Hi there, I’m Jack Longman, the Editor-in-Chief of Miketendo64 and armed with a Nintendo Switch to call my own, Miketendo64 is now putting out Nintendo Switch related reviews to match all our other Switch content! Having already reviewed the console itself, in today’s piece we’ll be reviewing one of the Switch’s launch titles, The Legend of Zelda: Breath of the Wild!
Typically one of the first things I do with my reviews of video games, is I start with the story, (but obviously I don’t when the game doesn’t have one as not every game does,) however I will not be doing that today. In fact I’m actually going to cover the story nearer to the end of this review and the reason for doing this, will become apparent as this review goes on, so please bear with me and now we can properly get started.

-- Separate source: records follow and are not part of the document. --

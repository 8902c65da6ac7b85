//! Database drivers benchmarked by the probe endpoints.
//!
//! Every driver performs the same read: ten rows from an `employees`
//! table. Connections are opened fresh for each probe request and never
//! pooled, so connection setup is part of what gets measured.

pub mod neon;
pub mod sqlite;
pub mod supabase;
pub mod turso;

use async_trait::async_trait;
use serde_json::Value;
use std::collections::BTreeMap;
use std::sync::Arc;
use std::time::Duration;

use crate::error::DriverError;
use crate::models::BackendId;

pub use neon::NeonDriver;
pub use sqlite::SqliteDriver;
pub use supabase::SupabaseDriver;
pub use turso::TursoDriver;

/// The read every backend runs
pub const EMPLOYEES_QUERY: &str = "SELECT emp_no, first_name, last_name FROM employees LIMIT 10";

/// Rows returned per read
pub const EMPLOYEES_LIMIT: usize = 10;

/// A data service that can be connected to and read from
#[async_trait]
pub trait DatabaseDriver: Send + Sync {
    /// Registry key of this driver
    fn backend(&self) -> BackendId;

    /// Open a fresh client/connection
    async fn connect(&self) -> Result<Box<dyn DriverConnection>, DriverError>;
}

/// A live connection produced by [`DatabaseDriver::connect`]
#[async_trait]
pub trait DriverConnection: Send {
    /// Run one read and return its rows as JSON
    async fn read_batch(&mut self) -> Result<Value, DriverError>;
}

/// Build a non-pooling HTTP client for one probe request
pub(crate) fn fresh_http_client(timeout: Duration) -> Result<reqwest::Client, DriverError> {
    reqwest::Client::builder()
        .pool_max_idle_per_host(0)
        .timeout(timeout)
        .build()
        .map_err(|e| DriverError::Connect(e.to_string()))
}

/// Fail with a query error on non-2xx, keeping a snippet of the body
pub(crate) async fn ensure_success(
    response: reqwest::Response,
) -> Result<reqwest::Response, DriverError> {
    let status = response.status();
    if status.is_success() {
        return Ok(response);
    }

    let body = response.text().await.unwrap_or_default();
    let snippet: String = body.chars().take(200).collect();
    Err(DriverError::Query(format!("upstream returned {}: {}", status, snippet)))
}

/// Drivers available to the probe server, keyed by backend id
#[derive(Clone, Default)]
pub struct DriverRegistry {
    drivers: BTreeMap<BackendId, Arc<dyn DatabaseDriver>>,
}

impl DriverRegistry {
    pub fn new() -> Self {
        Self::default()
    }

    /// Register a driver under its own backend id, replacing any previous one
    pub fn register(&mut self, driver: Arc<dyn DatabaseDriver>) {
        let backend = driver.backend();
        tracing::info!(backend = %backend, "Registered database driver");
        self.drivers.insert(backend, driver);
    }

    pub fn get(&self, backend: &BackendId) -> Option<Arc<dyn DatabaseDriver>> {
        self.drivers.get(backend).cloned()
    }

    /// Registered backend ids in sorted order
    pub fn backends(&self) -> Vec<BackendId> {
        self.drivers.keys().cloned().collect()
    }

    pub fn len(&self) -> usize {
        self.drivers.len()
    }

    pub fn is_empty(&self) -> bool {
        self.drivers.is_empty()
    }

    pub fn iter(&self) -> impl Iterator<Item = (&BackendId, &Arc<dyn DatabaseDriver>)> {
        self.drivers.iter()
    }
}

#[cfg(test)]
pub(crate) mod test_support {
    use super::*;
    use std::sync::atomic::{AtomicUsize, Ordering};

    /// Driver returning a fixed payload, optionally failing every read
    pub struct StaticDriver {
        pub backend: &'static str,
        pub fail: bool,
        pub connects: Arc<AtomicUsize>,
        pub reads: Arc<AtomicUsize>,
    }

    impl StaticDriver {
        pub fn new(backend: &'static str) -> Self {
            Self {
                backend,
                fail: false,
                connects: Arc::new(AtomicUsize::new(0)),
                reads: Arc::new(AtomicUsize::new(0)),
            }
        }

        pub fn failing(backend: &'static str) -> Self {
            Self {
                fail: true,
                ..Self::new(backend)
            }
        }
    }

    struct StaticConnection {
        fail: bool,
        reads: Arc<AtomicUsize>,
    }

    #[async_trait]
    impl DatabaseDriver for StaticDriver {
        fn backend(&self) -> BackendId {
            BackendId::new(self.backend)
        }

        async fn connect(&self) -> Result<Box<dyn DriverConnection>, DriverError> {
            self.connects.fetch_add(1, Ordering::SeqCst);
            Ok(Box::new(StaticConnection {
                fail: self.fail,
                reads: Arc::clone(&self.reads),
            }))
        }
    }

    #[async_trait]
    impl DriverConnection for StaticConnection {
        async fn read_batch(&mut self) -> Result<Value, DriverError> {
            let n = self.reads.fetch_add(1, Ordering::SeqCst);
            if self.fail {
                return Err(DriverError::Query("simulated failure".to_string()));
            }
            Ok(serde_json::json!([{ "emp_no": 10001, "read": n }]))
        }
    }
}

#[cfg(test)]
mod tests {
    use super::test_support::StaticDriver;
    use super::*;

    #[test]
    fn test_registry_register_and_lookup() {
        let mut registry = DriverRegistry::new();
        assert!(registry.is_empty());

        registry.register(Arc::new(StaticDriver::new("turso")));
        registry.register(Arc::new(StaticDriver::new("neon")));

        assert_eq!(registry.len(), 2);
        assert!(registry.get(&BackendId::new("turso")).is_some());
        assert!(registry.get(&BackendId::new("planetscale")).is_none());
        assert_eq!(
            registry.backends(),
            vec![BackendId::new("neon"), BackendId::new("turso")]
        );
    }

    #[test]
    fn test_registry_replaces_same_backend() {
        let mut registry = DriverRegistry::new();
        registry.register(Arc::new(StaticDriver::new("sqlite")));
        registry.register(Arc::new(StaticDriver::failing("sqlite")));
        assert_eq!(registry.len(), 1);
    }

    #[test]
    fn test_fresh_http_client_builds() {
        assert!(fresh_http_client(Duration::from_secs(1)).is_ok());
    }
}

If you want to know what kind of a game Breath of the Wild is, it is one that will take your breath away. A game packed with stunning scenery, filled with wildlife that can be killed, which turns them into instant food items that can be used to restore life and a game that will have you playing for hours on end. Furthermore, it is not easy either. I have died so many times in so many times that it is both funny and unfunny at the same time. Breath of the Wild isn’t just another Zelda game for home console, it’s a Survival Zelda game that even non Zelda fans can enjoy, especially those who enjoyed Darksiders and Skyrim!
With plenty of enemies encounterable all over the vast world, home to lush forests, large stunning waterfalls and plenty of mountings to climb, death awaits around every corner. Sure one minute you’ll encounter one group of Bokoblins that poses no real threat to you, but then you’ll encounter another group who have more life and deal more damage thanks to their much more powerful weapons. But with the right strategy, death can be avoided, just try not to drown or plummeting to your death from great heights. The fall will more often or not kill you and if you’re low on hearts whilst swimming and your Stamina meter runs out, drowning will lead to yet another Game Over screen. However should you survive that, there’s still the Guardians, big mechanical beasts that can be encountered all over Hyrule and they are just eager to blast you with their deadly blue beams and even if you dodge them, there’s still the likes of the Lynel, and a Waterblight Ganon who are more than be happy to introduce you to the Game Over screen.
If it seems like I am trying to deter you from playing the newest instalment to the Legend of Zelda, I’m really not but players do need to know going into this game that they will die. It really doesn’t matter what you do, or how you play, or even what clothes and armour you’re wearing, you will die. You will die a lot, but as long as you know and accept this, then you can enjoy the game more for each death will help teach you to play the game better, as you’ll find yourself trying new things and new ways to get the job down and kill the opposition before you. Although sometimes the answer can be really obvious. Instead of just charging at a group of Bokoblins by a barrel that is prone to exploding, why not shoot the barrel with a bomb arrow? And just in case you don’t have any bomb arrows, use a bomb instead. The Runes are perfect in this game and are incredibly useful, although despite being upgradable, you will find your trusty remote bombs do far less damage to the enemies you encounter further on in the game.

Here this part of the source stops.